Background: College student cannabis use has increased significantly in recent years, and individuals aged 18-25 are at elevated risk for development of cannabis use disorder (CUD). While weekly cannabis use frequency is a commonly used measure of cannabis consumption, there is increasing scientific interest in exploring more nuanced measures of cannabis use. Currently, limited research exists examining the clinical utility of cannabis quantity, within-day frequency, and potency variables. Methods: We used cross-sectional survey data from a sample of 617 undergraduate students in the state of Colorado. A two-part model-building approach was leveraged to examine whether within-session cannabis quantity and within-day cannabis use frequency were associated with odds of experiencing any CUD symptoms and total number of CUD symptoms endorsed. We also examined whether cannabis flower potency was associated with odds of experiencing any CUD symptoms and total number of CUD symptoms endorsed among a subset (N=288) of the sample who reported knowledge of the cannabinoid content of their most frequently used products. Results: Weekly flower use frequency (odds ratio [OR]=1.27, p<0.001) and weekly concentrate use frequency (OR=1.10, p=0.044) were positively associated with increased odds of experiencing any CUD symptoms, but cannabis quantity and within-day frequency variables were not.
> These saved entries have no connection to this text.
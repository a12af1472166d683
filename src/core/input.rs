use std::fmt;
use std::str::FromStr;

/// Native key representation for vimode
///
/// The `Display` rendering of a key is its *keycode*: the string used to look
/// up Definitions (`j`, `C-r`, `ESC`, `SPC`).
#[derive(Debug, Clone, Copy, PartialEq, Eq, Hash)]
pub enum Key {
    Char(char),
    Ctrl(char),
    Alt(char),
    F(u8),
    Esc,
    Enter,
    Backspace,
    Tab,
    Delete,
    Home,
    End,
    PageUp,
    PageDown,
    Up,
    Down,
    Left,
    Right,
    Insert,
    Null,
}

impl Key {
    /// The character carried by a plain printable key
    pub fn printable(&self) -> Option<char> {
        match self {
            Key::Char(c) if !c.is_control() => Some(*c),
            Key::Tab => Some('\t'),
            _ => None,
        }
    }

    /// Decimal value of a plain digit key
    pub fn digit(&self) -> Option<usize> {
        match self {
            Key::Char(c) => c.to_digit(10).map(|d| d as usize),
            _ => None,
        }
    }

    /// Keycode string used for Definition lookup
    pub fn keycode(&self) -> String {
        self.to_string()
    }
}

impl fmt::Display for Key {
    fn fmt(&self, f: &mut fmt::Formatter<'_>) -> fmt::Result {
        match self {
            Key::Char(' ') => write!(f, "SPC"),
            Key::Char(c) => write!(f, "{}", c),
            Key::Ctrl(c) => write!(f, "C-{}", c),
            Key::Alt(c) => write!(f, "M-{}", c),
            Key::F(n) => write!(f, "F{}", n),
            Key::Esc => write!(f, "ESC"),
            Key::Enter => write!(f, "RET"),
            Key::Backspace => write!(f, "BS"),
            Key::Tab => write!(f, "TAB"),
            Key::Delete => write!(f, "DEL"),
            Key::Home => write!(f, "Home"),
            Key::End => write!(f, "End"),
            Key::PageUp => write!(f, "PgUp"),
            Key::PageDown => write!(f, "PgDn"),
            Key::Up => write!(f, "Up"),
            Key::Down => write!(f, "Down"),
            Key::Left => write!(f, "Left"),
            Key::Right => write!(f, "Right"),
            Key::Insert => write!(f, "Ins"),
            Key::Null => write!(f, "NUL"),
        }
    }
}

impl FromStr for Key {
    type Err = String;

    fn from_str(s: &str) -> Result<Self, Self::Err> {
        let mut chars = s.chars();
        let first = chars.next();
        let rest: String = chars.collect();

        // Ctrl notation: ^X
        if first == Some('^') && rest.chars().count() == 1 {
            if let Some(c) = rest.chars().next() {
                return Ok(Key::Ctrl(c.to_ascii_lowercase()));
            }
        }

        // Ctrl / Meta notation: C-x, M-x
        for (prefix, make) in [
            ("C-", Key::Ctrl as fn(char) -> Key),
            ("M-", Key::Alt as fn(char) -> Key),
        ] {
            if let Some(tail) = s.strip_prefix(prefix) {
                let mut tail_chars = tail.chars();
                if let (Some(c), None) = (tail_chars.next(), tail_chars.next()) {
                    return Ok(make(c.to_ascii_lowercase()));
                }
            }
        }

        match s.to_ascii_uppercase().as_str() {
            "ENTER" | "RET" | "CR" => Ok(Key::Enter),
            "TAB" => Ok(Key::Tab),
            "BACKSPACE" | "BS" => Ok(Key::Backspace),
            "ESC" | "ESCAPE" => Ok(Key::Esc),
            "DELETE" | "DEL" => Ok(Key::Delete),
            "SPACE" | "SPC" => Ok(Key::Char(' ')),
            "HOME" => Ok(Key::Home),
            "END" => Ok(Key::End),
            "PAGEUP" | "PGUP" => Ok(Key::PageUp),
            "PAGEDOWN" | "PGDN" => Ok(Key::PageDown),
            "UP" => Ok(Key::Up),
            "DOWN" => Ok(Key::Down),
            "LEFT" => Ok(Key::Left),
            "RIGHT" => Ok(Key::Right),
            "INSERT" | "INS" => Ok(Key::Insert),
            "NUL" | "NULL" => Ok(Key::Null),
            "LT" => Ok(Key::Char('<')),
            _ => {
                // Function keys F1-F24
                if let Some(num) = s.strip_prefix('F') {
                    if let Ok(n) = num.parse::<u8>() {
                        if (1..=24).contains(&n) {
                            return Ok(Key::F(n));
                        }
                    }
                }

                // Single raw character, case preserved
                match (first, rest.is_empty()) {
                    (Some(c), true) => Ok(Key::Char(c)),
                    _ => Err(format!("Unknown key: {}", s)),
                }
            }
        }
    }
}

/// Parse a key script such as `3dw` or `ihello<Esc>` into keys.
///
/// Plain characters stand for themselves; `<name>` names a special key using
/// the same notation as [`Key::from_str`]. A `<` that does not start a valid
/// `<name>` is taken literally.
pub fn parse_keys(script: &str) -> Result<Vec<Key>, String> {
    let chars: Vec<char> = script.chars().collect();
    let mut keys = Vec::with_capacity(chars.len());
    let mut i = 0;

    while i < chars.len() {
        let c = chars[i];
        if c == '<' {
            if let Some(close) = chars[i + 1..].iter().position(|&ch| ch == '>') {
                let name: String = chars[i + 1..i + 1 + close].iter().collect();
                if !name.is_empty() {
                    keys.push(
                        name.parse::<Key>()
                            .map_err(|e| format!("{} in key script at {}", e, i))?,
                    );
                    i += close + 2;
                    continue;
                }
            }
        }
        keys.push(match c {
            '\n' => Key::Enter,
            '\t' => Key::Tab,
            '\u{1b}' => Key::Esc,
            other => Key::Char(other),
        });
        i += 1;
    }

    Ok(keys)
}

#[cfg(test)]
mod tests {
    use super::*;

    #[test]
    fn test_key_from_str() {
        assert_eq!("^R".parse::<Key>(), Ok(Key::Ctrl('r')));
        assert_eq!("C-r".parse::<Key>(), Ok(Key::Ctrl('r')));
        assert_eq!("M-x".parse::<Key>(), Ok(Key::Alt('x')));
        assert_eq!("Esc".parse::<Key>(), Ok(Key::Esc));
        assert_eq!("CR".parse::<Key>(), Ok(Key::Enter));
        assert_eq!("F12".parse::<Key>(), Ok(Key::F(12)));
        assert_eq!("a".parse::<Key>(), Ok(Key::Char('a')));
        assert_eq!("A".parse::<Key>(), Ok(Key::Char('A')));
        assert!("bogus".parse::<Key>().is_err());
    }

    #[test]
    fn test_keycode_display_round_trips() {
        for key in [
            Key::Char('j'),
            Key::Char(' '),
            Key::Ctrl('r'),
            Key::Esc,
            Key::Enter,
            Key::Backspace,
            Key::F(3),
            Key::Left,
        ] {
            assert_eq!(key.keycode().parse::<Key>(), Ok(key));
        }
    }

    #[test]
    fn test_printable_and_digit() {
        assert_eq!(Key::Char('x').printable(), Some('x'));
        assert_eq!(Key::Char('\u{7}').printable(), None);
        assert_eq!(Key::Esc.printable(), None);
        assert_eq!(Key::Char('7').digit(), Some(7));
        assert_eq!(Key::Ctrl('7').digit(), None);
    }

    #[test]
    fn test_parse_keys() {
        let keys = parse_keys("3dw").unwrap();
        assert_eq!(keys, vec![Key::Char('3'), Key::Char('d'), Key::Char('w')]);

        let keys = parse_keys("ihi<Esc>:<CR>").unwrap();
        assert_eq!(
            keys,
            vec![
                Key::Char('i'),
                Key::Char('h'),
                Key::Char('i'),
                Key::Esc,
                Key::Char(':'),
                Key::Enter
            ]
        );
    }

    #[test]
    fn test_parse_keys_literal_angle() {
        assert_eq!(parse_keys("<<").unwrap(), vec![Key::Char('<'), Key::Char('<')]);
        assert_eq!(parse_keys("<lt>").unwrap(), vec![Key::Char('<')]);
        assert!(parse_keys("<Nope>").is_err());
    }
}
In addition, no association was found between flower potency and odds of endorsing any CUD symptoms. Among individuals endorsing at least one symptom, weekly flower use frequency (incident rate ratio [IRR]=1.06, p<0.001) was positively associated with total symptom count, but weekly concentrate use frequency, cannabis quantity variables, and within-day frequency variables were not. Among individuals endorsing symptoms, a positive association was found between flower potency and total symptom count (IRR=1.01, p=0.008). Conclusion: Current methods of assessing within-session cannabis quantity and within-day cannabis use frequency may lack clinical utility in examining college student CUD symptoms over and above weekly cannabis use frequency. Cannabis flower potency may prove useful in assessment of CUD symptom severity, but further research is warranted.